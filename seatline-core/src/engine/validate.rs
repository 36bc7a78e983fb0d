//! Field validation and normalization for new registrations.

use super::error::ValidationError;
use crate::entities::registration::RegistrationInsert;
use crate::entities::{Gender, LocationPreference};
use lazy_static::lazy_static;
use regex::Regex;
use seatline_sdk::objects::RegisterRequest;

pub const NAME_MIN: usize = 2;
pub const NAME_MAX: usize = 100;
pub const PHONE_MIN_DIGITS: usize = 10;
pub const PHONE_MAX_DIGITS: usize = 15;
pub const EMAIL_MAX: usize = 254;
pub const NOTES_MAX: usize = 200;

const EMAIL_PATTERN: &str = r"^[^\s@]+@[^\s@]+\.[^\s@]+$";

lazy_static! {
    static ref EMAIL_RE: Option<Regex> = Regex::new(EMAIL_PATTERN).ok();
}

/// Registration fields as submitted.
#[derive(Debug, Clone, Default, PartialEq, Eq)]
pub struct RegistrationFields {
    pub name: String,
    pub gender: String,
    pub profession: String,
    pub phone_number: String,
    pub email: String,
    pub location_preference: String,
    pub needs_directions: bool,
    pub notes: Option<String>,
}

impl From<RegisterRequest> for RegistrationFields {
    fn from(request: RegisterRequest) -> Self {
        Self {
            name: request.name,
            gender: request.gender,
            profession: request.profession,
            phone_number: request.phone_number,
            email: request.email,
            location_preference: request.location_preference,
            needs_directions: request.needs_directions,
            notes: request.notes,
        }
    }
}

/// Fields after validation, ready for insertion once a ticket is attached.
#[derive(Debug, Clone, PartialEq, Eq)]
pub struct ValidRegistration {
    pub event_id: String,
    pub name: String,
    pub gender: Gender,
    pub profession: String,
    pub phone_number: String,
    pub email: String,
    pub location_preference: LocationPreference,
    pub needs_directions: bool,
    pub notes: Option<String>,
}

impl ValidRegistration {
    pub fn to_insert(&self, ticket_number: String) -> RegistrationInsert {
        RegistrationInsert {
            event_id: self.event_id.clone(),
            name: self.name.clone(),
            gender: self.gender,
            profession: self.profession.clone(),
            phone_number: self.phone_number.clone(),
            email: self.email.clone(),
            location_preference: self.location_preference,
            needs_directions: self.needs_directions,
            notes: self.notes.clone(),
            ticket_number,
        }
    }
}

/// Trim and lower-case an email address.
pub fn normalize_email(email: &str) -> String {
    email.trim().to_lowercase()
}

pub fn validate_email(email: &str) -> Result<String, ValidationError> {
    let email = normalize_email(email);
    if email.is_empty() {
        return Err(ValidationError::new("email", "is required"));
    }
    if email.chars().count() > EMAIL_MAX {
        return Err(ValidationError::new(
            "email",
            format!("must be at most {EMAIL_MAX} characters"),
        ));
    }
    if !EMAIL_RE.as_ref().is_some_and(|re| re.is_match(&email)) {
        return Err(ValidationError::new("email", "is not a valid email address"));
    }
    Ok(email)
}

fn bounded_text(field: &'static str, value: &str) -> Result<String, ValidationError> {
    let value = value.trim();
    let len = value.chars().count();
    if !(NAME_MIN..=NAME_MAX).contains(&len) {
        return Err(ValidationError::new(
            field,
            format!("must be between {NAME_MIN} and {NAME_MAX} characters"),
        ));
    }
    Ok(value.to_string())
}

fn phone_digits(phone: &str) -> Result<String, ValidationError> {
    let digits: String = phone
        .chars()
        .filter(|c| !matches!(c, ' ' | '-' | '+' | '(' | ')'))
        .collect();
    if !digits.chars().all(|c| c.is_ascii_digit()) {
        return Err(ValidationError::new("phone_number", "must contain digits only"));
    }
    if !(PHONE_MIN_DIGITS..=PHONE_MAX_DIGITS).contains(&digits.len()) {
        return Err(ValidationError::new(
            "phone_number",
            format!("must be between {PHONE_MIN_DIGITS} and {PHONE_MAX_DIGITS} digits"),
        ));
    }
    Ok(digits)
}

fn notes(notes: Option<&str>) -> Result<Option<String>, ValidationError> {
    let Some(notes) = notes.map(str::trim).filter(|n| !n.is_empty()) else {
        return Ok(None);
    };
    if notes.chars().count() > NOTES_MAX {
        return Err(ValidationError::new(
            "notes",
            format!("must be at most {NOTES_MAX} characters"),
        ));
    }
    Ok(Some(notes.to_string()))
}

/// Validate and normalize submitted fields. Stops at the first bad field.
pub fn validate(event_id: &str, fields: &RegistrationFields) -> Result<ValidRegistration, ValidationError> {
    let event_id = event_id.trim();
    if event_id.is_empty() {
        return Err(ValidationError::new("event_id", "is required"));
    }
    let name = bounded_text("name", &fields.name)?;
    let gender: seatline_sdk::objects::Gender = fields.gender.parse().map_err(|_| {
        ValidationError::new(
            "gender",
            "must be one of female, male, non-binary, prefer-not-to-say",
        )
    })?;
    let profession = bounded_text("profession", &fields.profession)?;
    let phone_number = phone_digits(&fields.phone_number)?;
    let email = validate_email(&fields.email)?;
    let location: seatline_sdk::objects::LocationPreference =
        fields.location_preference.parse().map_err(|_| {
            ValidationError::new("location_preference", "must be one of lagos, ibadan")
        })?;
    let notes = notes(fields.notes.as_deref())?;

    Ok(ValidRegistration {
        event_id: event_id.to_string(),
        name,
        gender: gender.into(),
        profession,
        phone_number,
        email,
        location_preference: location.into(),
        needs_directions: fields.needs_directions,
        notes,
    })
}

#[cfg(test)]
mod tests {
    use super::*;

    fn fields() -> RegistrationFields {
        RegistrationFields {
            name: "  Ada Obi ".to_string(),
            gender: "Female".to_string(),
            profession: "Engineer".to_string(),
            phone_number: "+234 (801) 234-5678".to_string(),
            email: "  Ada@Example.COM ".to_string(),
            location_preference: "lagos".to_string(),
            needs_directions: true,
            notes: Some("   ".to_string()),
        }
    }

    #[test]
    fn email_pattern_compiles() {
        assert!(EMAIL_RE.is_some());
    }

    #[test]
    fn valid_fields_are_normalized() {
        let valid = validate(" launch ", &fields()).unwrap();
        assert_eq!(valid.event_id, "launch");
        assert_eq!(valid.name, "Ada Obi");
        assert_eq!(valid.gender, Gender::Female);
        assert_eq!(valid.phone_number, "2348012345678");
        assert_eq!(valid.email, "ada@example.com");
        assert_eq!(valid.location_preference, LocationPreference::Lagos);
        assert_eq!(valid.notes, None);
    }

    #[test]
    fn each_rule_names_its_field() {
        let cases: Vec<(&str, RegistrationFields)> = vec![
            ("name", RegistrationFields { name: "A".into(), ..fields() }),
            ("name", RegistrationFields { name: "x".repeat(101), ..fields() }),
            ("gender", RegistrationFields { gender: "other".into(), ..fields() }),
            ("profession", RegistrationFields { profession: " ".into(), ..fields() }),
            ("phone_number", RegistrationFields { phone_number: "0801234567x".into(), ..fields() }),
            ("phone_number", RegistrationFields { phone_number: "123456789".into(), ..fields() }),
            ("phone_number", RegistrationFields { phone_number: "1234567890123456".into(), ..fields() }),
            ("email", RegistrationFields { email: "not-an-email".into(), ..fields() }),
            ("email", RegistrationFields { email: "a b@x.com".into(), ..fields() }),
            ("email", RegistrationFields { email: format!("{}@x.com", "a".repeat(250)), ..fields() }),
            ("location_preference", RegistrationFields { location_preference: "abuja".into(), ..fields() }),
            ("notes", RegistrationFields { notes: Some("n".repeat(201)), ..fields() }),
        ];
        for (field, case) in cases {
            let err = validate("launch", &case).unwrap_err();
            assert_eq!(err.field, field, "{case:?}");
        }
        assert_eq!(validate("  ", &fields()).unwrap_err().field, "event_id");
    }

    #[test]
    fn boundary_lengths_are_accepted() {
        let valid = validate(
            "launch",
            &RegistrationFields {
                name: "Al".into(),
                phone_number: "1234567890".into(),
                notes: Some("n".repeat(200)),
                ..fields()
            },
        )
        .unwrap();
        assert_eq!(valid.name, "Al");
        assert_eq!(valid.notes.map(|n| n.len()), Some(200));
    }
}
* * *
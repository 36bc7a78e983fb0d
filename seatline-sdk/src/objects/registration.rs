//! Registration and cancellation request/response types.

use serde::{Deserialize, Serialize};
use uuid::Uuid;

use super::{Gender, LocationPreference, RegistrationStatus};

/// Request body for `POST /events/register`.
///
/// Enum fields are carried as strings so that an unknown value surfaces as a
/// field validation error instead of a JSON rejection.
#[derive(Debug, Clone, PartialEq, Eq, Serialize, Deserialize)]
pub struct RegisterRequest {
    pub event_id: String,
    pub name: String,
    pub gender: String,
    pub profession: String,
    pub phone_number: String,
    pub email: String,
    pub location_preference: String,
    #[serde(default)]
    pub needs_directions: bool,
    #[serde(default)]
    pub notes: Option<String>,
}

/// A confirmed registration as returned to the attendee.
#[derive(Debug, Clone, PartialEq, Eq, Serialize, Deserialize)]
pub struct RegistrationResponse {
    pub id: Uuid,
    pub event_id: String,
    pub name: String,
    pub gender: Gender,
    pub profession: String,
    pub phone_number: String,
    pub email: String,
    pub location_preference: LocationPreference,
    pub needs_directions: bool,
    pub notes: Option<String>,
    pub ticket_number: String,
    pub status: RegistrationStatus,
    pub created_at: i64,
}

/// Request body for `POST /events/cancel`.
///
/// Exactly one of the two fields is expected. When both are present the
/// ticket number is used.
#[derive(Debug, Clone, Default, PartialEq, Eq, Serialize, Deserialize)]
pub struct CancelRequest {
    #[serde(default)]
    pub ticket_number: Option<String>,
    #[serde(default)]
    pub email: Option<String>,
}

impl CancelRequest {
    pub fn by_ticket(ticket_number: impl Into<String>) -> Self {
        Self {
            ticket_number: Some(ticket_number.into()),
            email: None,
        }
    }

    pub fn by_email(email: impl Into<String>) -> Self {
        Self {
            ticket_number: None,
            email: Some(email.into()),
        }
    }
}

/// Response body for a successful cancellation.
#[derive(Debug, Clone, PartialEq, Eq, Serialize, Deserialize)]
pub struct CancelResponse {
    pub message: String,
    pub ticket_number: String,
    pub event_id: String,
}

§ **Your instructions**:
Once you have read through the entries, say how many of their lines include the string "must" and give nothing but that number.

§ **Answer to this problem**:
7